74 Pinehurst LLC v. State of New York
59f4th557
2d Cir.2023Background
- Plaintiffs ("Pinehurst") are trade associations and owners/managing agents of New York City apartment buildings subject to the Rent Stabilization Law (RSL); they challenged the 2019 HSTPA amendments.
- Pinehurst asserted facial and as-applied claims: physical takings, regulatory takings, and Fourteenth Amendment due process violations.
- The District Court dismissed the complaint under Rule 12(b)(6); Pinehurst appealed to the Second Circuit. The appeal was considered alongside Community Housing Improvement Program v. City of New York.
- The Second Circuit affirmed dismissal: facial takings claims fail under the Salerno standard; most as-applied takings claims are either unripe (for failure to seek available administrative hardship exemptions) or fail on the merits under Penn Central.
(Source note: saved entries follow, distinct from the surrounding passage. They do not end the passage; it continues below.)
// Copyright (c) 2025 Geoffrey Huntley <ghuntley@ghuntley.com>. All rights reserved.
// SPDX-License-Identifier: Proprietary

//! Subcommand implementations.

use std::io::Read;
use std::path::Path;
use std::time::Duration;

use actionguard_crash_core::{
	ComponentErrorId, ComponentId, ComponentStatus, CrashId, CrashReport, ProjectId,
};
use actionguard_server_crash::{CrashRepository, Reconciler};
use actionguard_server_resolve::{BatchRunner, CancellationToken, Orchestrator};
use anyhow::{Context, Result};
use chrono::{DateTime, Utc};
use serde::Deserialize;
use tracing::{error, info};

/// Crash report as accepted by `ingest`.
#[derive(Debug, Deserialize)]
pub struct IngestRecord {
	pub project_id: ProjectId,
	pub error_message: String,
	#[serde(default)]
	pub stack_trace: Option<String>,
	#[serde(default)]
	pub app_version: Option<String>,
	#[serde(default)]
	pub event_count: Option<u64>,
	#[serde(default)]
	pub received_at: Option<DateTime<Utc>>,
}

impl From<IngestRecord> for CrashReport {
	fn from(record: IngestRecord) -> Self {
		let mut report = CrashReport::new(record.project_id, record.error_message);
		report.stack_trace = record.stack_trace.filter(|t| !t.trim().is_empty());
		report.app_version = record.app_version;
		if let Some(count) = record.event_count {
			report.event_count = count;
		}
		if let Some(received_at) = record.received_at {
			report.received_at = received_at;
		}
		report
	}
}

/// Parse one record or an array of records.
pub fn parse_ingest(input: &str) -> Result<Vec<IngestRecord>> {
	let value: serde_json::Value = serde_json::from_str(input).context("input is not JSON")?;
	let records = if value.is_array() {
		serde_json::from_value(value)?
	} else {
		vec![serde_json::from_value(value)?]
	};
	Ok(records)
}

pub async fn ingest(repository: &dyn CrashRepository, path: &Path) -> Result<Vec<CrashId>> {
	let input = if path == Path::new("-") {
		let mut buf = String::new();
		std::io::stdin()
			.read_to_string(&mut buf)
			.context("failed to read stdin")?;
		buf
	} else {
		std::fs::read_to_string(path)
			.with_context(|| format!("failed to read {}", path.display()))?
	};

	let mut ids = Vec::new();
	for record in parse_ingest(&input)? {
		let report = CrashReport::from(record);
		repository.insert_crash_report(&report).await?;
		info!(crash_id = %report.id, project_id = %report.project_id, "crash stored");
		ids.push(report.id);
	}
	Ok(ids)
}

pub async fn process(orchestrator: &Orchestrator, id: CrashId) -> Result<()> {
	let outcome = orchestrator.process_crash_id(id).await?;
	println!("{}", serde_json::to_string_pretty(&outcome)?);
	Ok(())
}

pub async fn batch(runner: &BatchRunner, cancel: &CancellationToken) -> Result<()> {
	let summary = runner.run(cancel).await?;
	println!(
		"selected={} linked={} unlinked={} failed={} cancelled={}",
		summary.selected,
		summary.linked,
		summary.unlinked,
		summary.failures.len(),
		summary.cancelled
	);
	for (crash_id, reason) in &summary.failures {
		println!("  failed {crash_id}: {reason}");
	}
	Ok(())
}

/// Run batches until cancelled. Cancellation is honoured between items and
/// while waiting for the next tick.
pub async fn watch(runner: &BatchRunner, interval: Duration, cancel: &CancellationToken) -> Result<()> {
	info!(interval_secs = interval.as_secs(), "watching for unlinked crashes");
	while !cancel.is_cancelled() {
		if let Err(e) = runner.run(cancel).await {
			error!(error = %e, "batch failed");
		}

		tokio::select! {
			_ = tokio::time::sleep(interval) => {}
			_ = cancel.cancelled() => {}
		}
	}
	info!("watch stopped");
	Ok(())
}

pub async fn recompute(reconciler: &Reconciler, project_id: Option<ProjectId>) -> Result<()> {
	let summary = reconciler.recompute_all(project_id).await?;
	println!(
		"components={} status_changes={} failures={}",
		summary.components,
		summary.status_changes,
		summary.failures.len()
	);
	for (component_id, reason) in &summary.failures {
		println!("  failed {component_id}: {reason}");
	}
	Ok(())
}

pub async fn set_status(reconciler: &Reconciler, id: ComponentId, status: ComponentStatus) -> Result<()> {
	let component = reconciler.set_component_status(id, status).await?;
	println!("{} {} (override)", component.identifier, component.status);
	Ok(())
}

pub async fn clear_override(reconciler: &Reconciler, id: ComponentId) -> Result<()> {
	let component = reconciler.clear_status_override(id).await?;
	println!(
		"{} {} (crashes={})",
		component.identifier, component.status, component.crash_count
	);
	Ok(())
}

pub async fn archive_error(reconciler: &Reconciler, id: ComponentErrorId) -> Result<()> {
	let component = reconciler.archive_error(id).await?;
	println!(
		"{} {} (crashes={})",
		component.identifier, component.status, component.crash_count
	);
	Ok(())
}

pub async fn statuses(
	reconciler: &Reconciler,
	project_id: ProjectId,
	identifiers: &[String],
) -> Result<()> {
	let statuses = reconciler.component_statuses(project_id, identifiers).await?;
	let map: serde_json::Map<String, serde_json::Value> = statuses
		.into_iter()
		.map(|(identifier, status)| (identifier, serde_json::Value::String(status.to_string())))
		.collect();
	println!("{}", serde_json::to_string_pretty(&map)?);
	Ok(())
}

pub async fn record_invocation(
	reconciler: &Reconciler,
	project_id: ProjectId,
	identifier: &str,
	app_version: Option<&str>,
	count: u64,
) -> Result<()> {
	let recorded = reconciler
		.record_action_invocation(project_id, identifier, app_version, count)
		.await?;
	if !recorded {
		println!("no component for {identifier}, invocation ignored");
	}
	Ok(())
}
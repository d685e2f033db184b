// Copyright (c) 2025 Geoffrey Huntley <ghuntley@ghuntley.com>. All rights reserved.
// SPDX-License-Identifier: Proprietary

//! Retry with exponential backoff for transient HTTP failures.

use std::future::Future;
use std::time::Duration;

use reqwest::StatusCode;
use tracing::{debug, warn};

/// Classifies errors as transient (worth retrying) or permanent.
pub trait RetryableError {
	fn is_retryable(&self) -> bool;
}

impl RetryableError for reqwest::Error {
	fn is_retryable(&self) -> bool {
		if self.is_timeout() || self.is_connect() {
			return true;
		}
		match self.status() {
			Some(status) => status.is_server_error() || status == StatusCode::TOO_MANY_REQUESTS,
			None => self.is_request(),
		}
	}
}

/// Backoff settings for [`retry`].
#[derive(Debug, Clone)]
pub struct RetryConfig {
	/// Total attempts including the first one.
	pub max_attempts: u32,
	pub base_delay: Duration,
	pub max_delay: Duration,
	pub backoff_factor: f64,
	/// Randomize each delay between 50% and 100% of its computed value.
	pub jitter: bool,
	/// Statuses that callers treat as retryable when mapping responses.
	pub retryable_statuses: Vec<StatusCode>,
}

impl Default for RetryConfig {
	fn default() -> Self {
		Self {
			max_attempts: 3,
			base_delay: Duration::from_millis(200),
			max_delay: Duration::from_secs(5),
			backoff_factor: 2.0,
			jitter: true,
			retryable_statuses: vec![
				StatusCode::TOO_MANY_REQUESTS,
				StatusCode::REQUEST_TIMEOUT,
				StatusCode::INTERNAL_SERVER_ERROR,
				StatusCode::BAD_GATEWAY,
				StatusCode::SERVICE_UNAVAILABLE,
				StatusCode::GATEWAY_TIMEOUT,
			],
		}
	}
}

impl RetryConfig {
	/// A config that never retries.
	pub fn no_retry() -> Self {
		Self {
			max_attempts: 1,
			..Self::default()
		}
	}

	/// Delay before the given retry (1-based).
	pub fn delay_for(&self, retry: u32) -> Duration {
		let capped = self.capped_delay(retry).as_secs_f64();
		let secs = if self.jitter {
			capped * (0.5 + fastrand::f64() * 0.5)
		} else {
			capped
		};
		Duration::from_secs_f64(secs)
	}

	/// Longest a full [`retry`] run can take when every attempt is cut off at
	/// `per_attempt`.
	pub fn budget(&self, per_attempt: Duration) -> Duration {
		let attempts = self.max_attempts.max(1);
		(1..attempts).fold(per_attempt * attempts, |total, retry| {
			total + self.capped_delay(retry)
		})
	}

	fn capped_delay(&self, retry: u32) -> Duration {
		let exp = self.backoff_factor.powi(retry.saturating_sub(1) as i32);
		let raw = self.base_delay.as_secs_f64() * exp;
		Duration::from_secs_f64(raw.min(self.max_delay.as_secs_f64()))
	}
}

/// Run `op` until it succeeds, fails permanently, or attempts run out.
pub async fn retry<T, E, F, Fut>(config: &RetryConfig, mut op: F) -> Result<T, E>
where
	E: RetryableError + std::fmt::Display,
	F: FnMut() -> Fut,
	Fut: Future<Output = Result<T, E>>,
{
	let max_attempts = config.max_attempts.max(1);
	let mut attempt = 1;

	loop {
		match op().await {
			Ok(value) => return Ok(value),
			Err(e) if attempt < max_attempts && e.is_retryable() => {
				let delay = config.delay_for(attempt);
				warn!(
					attempt,
					max_attempts,
					delay_ms = delay.as_millis() as u64,
					error = %e,
					"transient failure, retrying"
				);
				tokio::time::sleep(delay).await;
				attempt += 1;
			}
			Err(e) => {
				debug!(attempt, error = %e, "giving up");
				return Err(e);
			}
		}
	}
}
// Copyright (c) 2025 Geoffrey Huntley <ghuntley@ghuntley.com>. All rights reserved.
// SPDX-License-Identifier: Proprietary

//! GitHub source host for ActionGuard.
//!
//! Reads application source files through the repository contents API and
//! locates moved files through code search. [`GithubClient`] implements
//! [`actionguard_crash_core::SourceHost`].

pub mod client;
pub mod config;
pub mod error;
pub mod types;

pub use actionguard_common_http::RetryConfig;
pub use client::GithubClient;
pub use config::GithubConfig;
pub use error::GithubError;
pub use types::{CodeSearchItem, CodeSearchResponse, FileContents};
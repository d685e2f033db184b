// Copyright (c) 2025 Geoffrey Huntley <ghuntley@ghuntley.com>. All rights reserved.
// SPDX-License-Identifier: Proprietary

//! Prompt construction and reply parsing for action id extraction.

use actionguard_crash_core::{Confidence, ModelExtractionRequest, ModelReply};
use serde::Deserialize;

use crate::error::GeminiError;

/// Template value the prompt shows for `actionId`; models sometimes echo it.
pub const PLACEHOLDER_ACTION_ID: &str = "exact_string_from_code_or_empty";

/// Build the extraction prompt for one crash site.
pub fn build_prompt(request: &ModelExtractionRequest) -> String {
	format!(
		r#"You are analyzing a crash in an application to identify the EXACT actionId that caused it.

FILE: {file}
ERROR LINE: {line}
FUNCTION: {function}

CODE CONTEXT:
```
{code}
```

The application wraps risky operations with the ActionGuard SDK. Each guarded operation carries a
unique string literal in its actionId parameter, for example:
  ActionGuard.guard(actionId: 'checkout_submit', action: _submit)
  ActionGuard.run(actionId: 'checkout_submit', ...)

Find the LITERAL STRING VALUE of the actionId parameter nearest to line {line}.

RULES:
- Return the exact string literal from the code.
- Never return widget names, function names, or class names.
- Never invent an actionId. If none is present, leave actionId empty and set confidence to "none".

RESPOND ONLY WITH VALID JSON:
{{
  "actionId": "{placeholder}",
  "componentId": "component_name_if_found_or_null",
  "confidence": "high|medium|low|none",
  "reasoning": "where you found it or why you could not",
  "foundAtLine": number_or_null,
  "suggestedFix": "short fix suggestion or null"
}}"#,
		file = request.file_path,
		line = request.line,
		function = request.function_name,
		code = request.code_window,
		placeholder = PLACEHOLDER_ACTION_ID,
	)
}

#[derive(Debug, Deserialize)]
#[serde(rename_all = "camelCase")]
struct RawReply {
	#[serde(default)]
	action_id: Option<String>,
	#[serde(default)]
	component_id: Option<String>,
	#[serde(default)]
	confidence: Option<String>,
	#[serde(default)]
	reasoning: Option<String>,
	#[serde(default)]
	found_at_line: Option<serde_json::Value>,
	#[serde(default)]
	suggested_fix: Option<String>,
}

/// Parse model output into a [`ModelReply`].
///
/// Markdown code fences and surrounding prose are ignored. The placeholder
/// value is cleared, and an empty identifier always carries confidence none.
pub fn parse_reply(text: &str) -> Result<ModelReply, GeminiError> {
	let cleaned = text.replace("```json", "").replace("```", "");
	let cleaned = cleaned.trim();
	let json = match (cleaned.find('{'), cleaned.rfind('}')) {
		(Some(start), Some(end)) if start < end => &cleaned[start..=end],
		_ => {
			return Err(GeminiError::InvalidResponse(
				"reply does not contain a JSON object".to_string(),
			))
		}
	};

	let raw: RawReply = serde_json::from_str(json)
		.map_err(|e| GeminiError::InvalidResponse(format!("reply is not valid JSON: {e}")))?;

	let action_id = raw
		.action_id
		.map(|id| id.trim().to_string())
		.filter(|id| !id.is_empty() && id != PLACEHOLDER_ACTION_ID)
		.unwrap_or_default();
	let confidence = if action_id.is_empty() {
		Confidence::None
	} else {
		raw.confidence
			.as_deref()
			.and_then(|c| c.parse().ok())
			.unwrap_or(Confidence::Low)
	};

	Ok(ModelReply {
		action_id,
		component_id: non_empty(raw.component_id),
		confidence,
		reasoning: non_empty(raw.reasoning).unwrap_or_else(|| "generative extraction".to_string()),
		found_at_line: raw.found_at_line.and_then(|v| match v {
			serde_json::Value::Number(n) => n.as_u64().and_then(|n| u32::try_from(n).ok()),
			serde_json::Value::String(s) => s.trim().parse().ok(),
			_ => None,
		}),
		suggested_fix: non_empty(raw.suggested_fix),
	})
}

fn non_empty(value: Option<String>) -> Option<String> {
	value
		.map(|v| v.trim().to_string())
		.filter(|v| !v.is_empty() && v != "null")
}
- The court held that the Due Process Claim fails under rational-basis review and that Eleventh Amendment sovereign immunity bars Pinehurst’s takings claims against the State and DHCR (except limited prospective relief against officials).
Issues
| Issue | Plaintiff's Argument | Defendant's Argument | Held |
|---|---|---|---|
| Facial physical taking | RSL permanently compels landlords to allow tenants; per se physical taking | Rent regulation of voluntary landlord-tenant relationships is permissible; Yee and Loretto distinctions | Dismissed — facial physical-taking claim fails under Salerno; not a per se taking |
| As-applied physical taking | For certain owners, RSL compelled renewals/successor rights and prevented repossession — forced to rent to unwanted tenants | Plaintiffs fail to allege compelled physical invasion; eviction/remedies remain; no exhaustion shown | Dismissed — insufficient pleading of a compelled physical invasion; claim fails |
| Facial regulatory taking | RSL restricts use of property so severely it is unconstitutional in all applications | Impact varies by property; cannot show statute invalid in all applications | Dismissed — facial regulatory-taking claim fails under Salerno |
| As-applied regulatory taking (ripeness & merits) | Specific owners suffered severe value loss and impaired investment-backed expectations | Plaintiffs did not seek available hardship exemptions (unripe); Penn Central factors (economic impact, expectations, character) do not favor plaintiffs | Dismissed — claims unripe for failure to pursue exemptions; even if ripe, Penn Central analysis rejects the claims |
| Due process | RSL deprives owners of property interests without due process | Takings Clause is the proper framework; if due-process applies, rational basis suffices because RSL advances housing stability | Dismissed — substantive due process claim fails; rational-basis satisfied |
| Sovereign immunity | Takings Clause abrogates state sovereign immunity so state defendants are liable | Eleventh Amendment bars suit absent waiver; Takings Clause does not abrogate; Ex parte Young allows only prospective relief against officials | Dismissed — Eleventh Amendment bars monetary takings claims against the State and DHCR; only limited prospective relief against officials remains |
Key Cases Cited
- Cedar Point Nursery v. Hassid, 141 S. Ct. 2063 (2021) (per se physical taking where government-authorized third-party access invades property)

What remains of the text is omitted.